PROVIDED INFORMATION section start

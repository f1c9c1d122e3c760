//! Node orchestration.
//!
//! Runs one transport, dials the configured seed peers and logs every
//! delivered message until a shutdown signal arrives.

use tokio::sync::mpsc;

use strata_p2p::{
    Decoder, Handshake, LengthPrefixedDecoder, Message, NopHandshake, RawDecoder, TcpTransport,
    TransportEvent, VersionHandshake,
};

use crate::cli::{DecoderKind, HandshakeKind};
use crate::config::NodeConfig;
use crate::shutdown::wait_for_shutdown_signal;

/// A running Strata node.
pub struct Node {
    config: NodeConfig,
    transport: TcpTransport,
    messages: mpsc::Receiver<Message>,
    events: mpsc::Receiver<TransportEvent>,
}

impl Node {
    /// Create a new node from configuration.
    pub fn new(config: NodeConfig) -> Self {
        let (transport, messages) = build_transport(&config);
        let events = transport.event_receiver();

        Self {
            config,
            transport,
            messages,
            events,
        }
    }

    /// Run the node until a shutdown signal arrives.
    pub async fn run(mut self) -> anyhow::Result<()> {
        self.transport.listen_and_accept().await?;

        for seed in &self.config.seed_nodes {
            match self.transport.dial(*seed).await {
                Ok(peer_id) => tracing::info!(addr = %seed, peer = %peer_id, "Dialed seed node"),
                Err(e) => tracing::warn!(addr = %seed, error = %e, "Failed to dial seed node"),
            }
        }

        let shutdown = wait_for_shutdown_signal();
        tokio::pin!(shutdown);

        loop {
            tokio::select! {
                result = &mut shutdown => {
                    if let Err(e) = result {
                        tracing::error!(error = %e, "Failed to listen for shutdown signal");
                    }
                    break;
                }
                Some(message) = self.messages.recv() => {
                    tracing::info!(
                        from = %message.from(),
                        len = message.payload().len(),
                        "Received message"
                    );
                }
                Some(event) = self.events.recv() => log_event(&event),
            }
        }

        tracing::info!("Shutting down...");
        self.transport.close().await?;
        tracing::info!("Node shutdown complete");

        Ok(())
    }
}

fn log_event(event: &TransportEvent) {
    match event {
        TransportEvent::Connected { peer_id, addr, direction } => {
            tracing::debug!(peer = %peer_id, addr = %addr, direction = %direction, "Peer up");
        }
        TransportEvent::Disconnected { peer_id, addr, reason } => {
            tracing::debug!(peer = %peer_id, addr = %addr, reason = %reason, "Peer down");
        }
        TransportEvent::HandshakeFailed { peer_id, addr, error } => {
            tracing::debug!(peer = %peer_id, addr = %addr, error = %error, "Peer refused");
        }
    }
}

fn build_transport(config: &NodeConfig) -> (TcpTransport, mpsc::Receiver<Message>) {
    match config.handshake {
        HandshakeKind::Nop => with_decoder(config, NopHandshake),
        HandshakeKind::Version => with_decoder(config, VersionHandshake::default()),
    }
}

fn with_decoder<H>(config: &NodeConfig, handshake: H) -> (TcpTransport, mpsc::Receiver<Message>)
where
    H: Handshake + 'static,
{
    match config.decoder {
        DecoderKind::Length => with_parts(
            config,
            handshake,
            LengthPrefixedDecoder::new(config.max_frame_size),
        ),
        DecoderKind::Raw => with_parts(config, handshake, RawDecoder::default()),
    }
}

fn with_parts<H, D>(
    config: &NodeConfig,
    handshake: H,
    decoder: D,
) -> (TcpTransport, mpsc::Receiver<Message>)
where
    H: Handshake + 'static,
    D: Decoder + 'static,
{
    TcpTransport::with_channel(config.transport_config(), handshake, decoder)
}

#[cfg(test)]
mod tests {
    use super::*;

    #[tokio::test]
    async fn test_build_every_combination() {
        for handshake in [HandshakeKind::Nop, HandshakeKind::Version] {
            for decoder in [DecoderKind::Length, DecoderKind::Raw] {
                let config = NodeConfig {
                    listen_addr: "127.0.0.1:0".to_string(),
                    handshake,
                    decoder,
                    ..NodeConfig::default()
                };
                let node = Node::new(config);
                node.transport.listen_and_accept().await.unwrap();
                assert!(node.transport.local_addr().is_some());
                node.transport.close().await.unwrap();
            }
        }
    }
}
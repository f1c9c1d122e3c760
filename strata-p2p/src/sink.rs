//! Delivery of decoded messages to the application layer.

use async_trait::async_trait;
use tokio::sync::mpsc;

use crate::error::SinkClosed;
use crate::message::Message;

/// Bounded delivery channel from the transport to the application.
///
/// `send` waits while the sink is full, which throttles only the
/// connection that produced the message.
#[async_trait]
pub trait MessageSink: Send + Sync {
    /// Deliver one message.
    async fn send(&self, message: Message) -> Result<(), SinkClosed>;
}

#[async_trait]
impl MessageSink for mpsc::Sender<Message> {
    async fn send(&self, message: Message) -> Result<(), SinkClosed> {
        mpsc::Sender::send(self, message).await.map_err(|_| SinkClosed)
    }
}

PROVIDED INFORMATION section end

So that nothing is lost, please repeat all of the entries exactly.

repository f1c9c1d122e3c760
//! Node orchestration.
//!
//! Runs one transport, dials the configured seed peers and logs every
//! delivered message until a shutdown signal arrives.

use tokio::sync::mpsc;

use strata_p2p::{
    Decoder, Handshake, LengthPrefixedDecoder, Message, NopHandshake, RawDecoder, TcpTransport,
    TransportEvent, VersionHandshake,
};

use crate::cli::{DecoderKind, HandshakeKind};
use crate::config::NodeConfig;
use crate::shutdown::wait_for_shutdown_signal;

/// A running Strata node.
pub struct Node {
    config: NodeConfig,
    transport: TcpTransport,
    messages: mpsc::Receiver<Message>,
    events: mpsc::Receiver<TransportEvent>,
}

impl Node {
    /// Create a new node from configuration.
    pub fn new(config: NodeConfig) -> Self {
        let (transport, messages) = build_transport(&config);
        let events = transport.event_receiver();

        Self {
            config,
            transport,
            messages,
            events,
        }
    }

    /// Run the node until a shutdown signal arrives.
    pub async fn run(mut self) -> anyhow::Result<()> {
        self.transport.listen_and_accept().await?;

        for seed in &self.config.seed_nodes {
            match self.transport.dial(*seed).await {
                Ok(peer_id) => tracing::info!(addr = %seed, peer = %peer_id, "Dialed seed node"),
                Err(e) => tracing::warn!(addr = %seed, error = %e, "Failed to dial seed node"),
            }
        }

        let shutdown = wait_for_shutdown_signal();
        tokio::pin!(shutdown);

        loop {
            tokio::select! {
                result = &mut shutdown => {
                    if let Err(e) = result {
                        tracing::error!(error = %e, "Failed to listen for shutdown signal");
                    }
                    break;
                }
                Some(message) = self.messages.recv() => {
                    tracing::info!(
                        from = %message.from(),
                        len = message.payload().len(),
                        "Received message"
                    );
                }
                Some(event) = self.events.recv() => log_event(&event),
            }
        }

        tracing::info!("Shutting down...");
        self.transport.close().await?;
        tracing::info!("Node shutdown complete");

        Ok(())
    }
}

fn log_event(event: &TransportEvent) {
    match event {
        TransportEvent::Connected { peer_id, addr, direction } => {
            tracing::debug!(peer = %peer_id, addr = %addr, direction = %direction, "Peer up");
        }
        TransportEvent::Disconnected { peer_id, addr, reason } => {
            tracing::debug!(peer = %peer_id, addr = %addr, reason = %reason, "Peer down");
        }
        TransportEvent::HandshakeFailed { peer_id, addr, error } => {
            tracing::debug!(peer = %peer_id, addr = %addr, error = %error, "Peer refused");
        }
    }
}

fn build_transport(config: &NodeConfig) -> (TcpTransport, mpsc::Receiver<Message>) {
    match config.handshake {
        HandshakeKind::Nop => with_decoder(config, NopHandshake),
        HandshakeKind::Version => with_decoder(config, VersionHandshake::default()),
    }
}

fn with_decoder<H>(config: &NodeConfig, handshake: H) -> (TcpTransport, mpsc::Receiver<Message>)
where
    H: Handshake + 'static,
{
    match config.decoder {
        DecoderKind::Length => with_parts(
            config,
            handshake,
            LengthPrefixedDecoder::new(config.max_frame_size),
        ),
        DecoderKind::Raw => with_parts(config, handshake, RawDecoder::default()),
    }
}

fn with_parts<H, D>(
    config: &NodeConfig,
    handshake: H,
    decoder: D,
) -> (TcpTransport, mpsc::Receiver<Message>)
where
    H: Handshake + 'static,
    D: Decoder + 'static,
{
    TcpTransport::with_channel(config.transport_config(), handshake, decoder)
}

#[cfg(test)]
mod tests {
    use super::*;

    #[tokio::test]
    async fn test_build_every_combination() {
        for handshake in [HandshakeKind::Nop, HandshakeKind::Version] {
            for decoder in [DecoderKind::Length, DecoderKind::Raw] {
                let config = NodeConfig {
                    listen_addr: "127.0.0.1:0".to_string(),
                    handshake,
                    decoder,
                    ..NodeConfig::default()
                };
                let node = Node::new(config);
                node.transport.listen_and_accept().await.unwrap();
                assert!(node.transport.local_addr().is_some());
                node.transport.close().await.unwrap();
            }
        }
    }
}
repository f1c9c1d122e3c760
filename strata-p2p/src/sink.rs
//! Delivery of decoded messages to the application layer.

use async_trait::async_trait;
use tokio::sync::mpsc;

use crate::error::SinkClosed;
use crate::message::Message;

/// Bounded delivery channel from the transport to the application.
///
/// `send` waits while the sink is full, which throttles only the
/// connection that produced the message.
#[async_trait]
pub trait MessageSink: Send + Sync {
    /// Deliver one message.
    async fn send(&self, message: Message) -> Result<(), SinkClosed>;
}

#[async_trait]
impl MessageSink for mpsc::Sender<Message> {
    async fn send(&self, message: Message) -> Result<(), SinkClosed> {
        mpsc::Sender::send(self, message).await.map_err(|_| SinkClosed)
    }
}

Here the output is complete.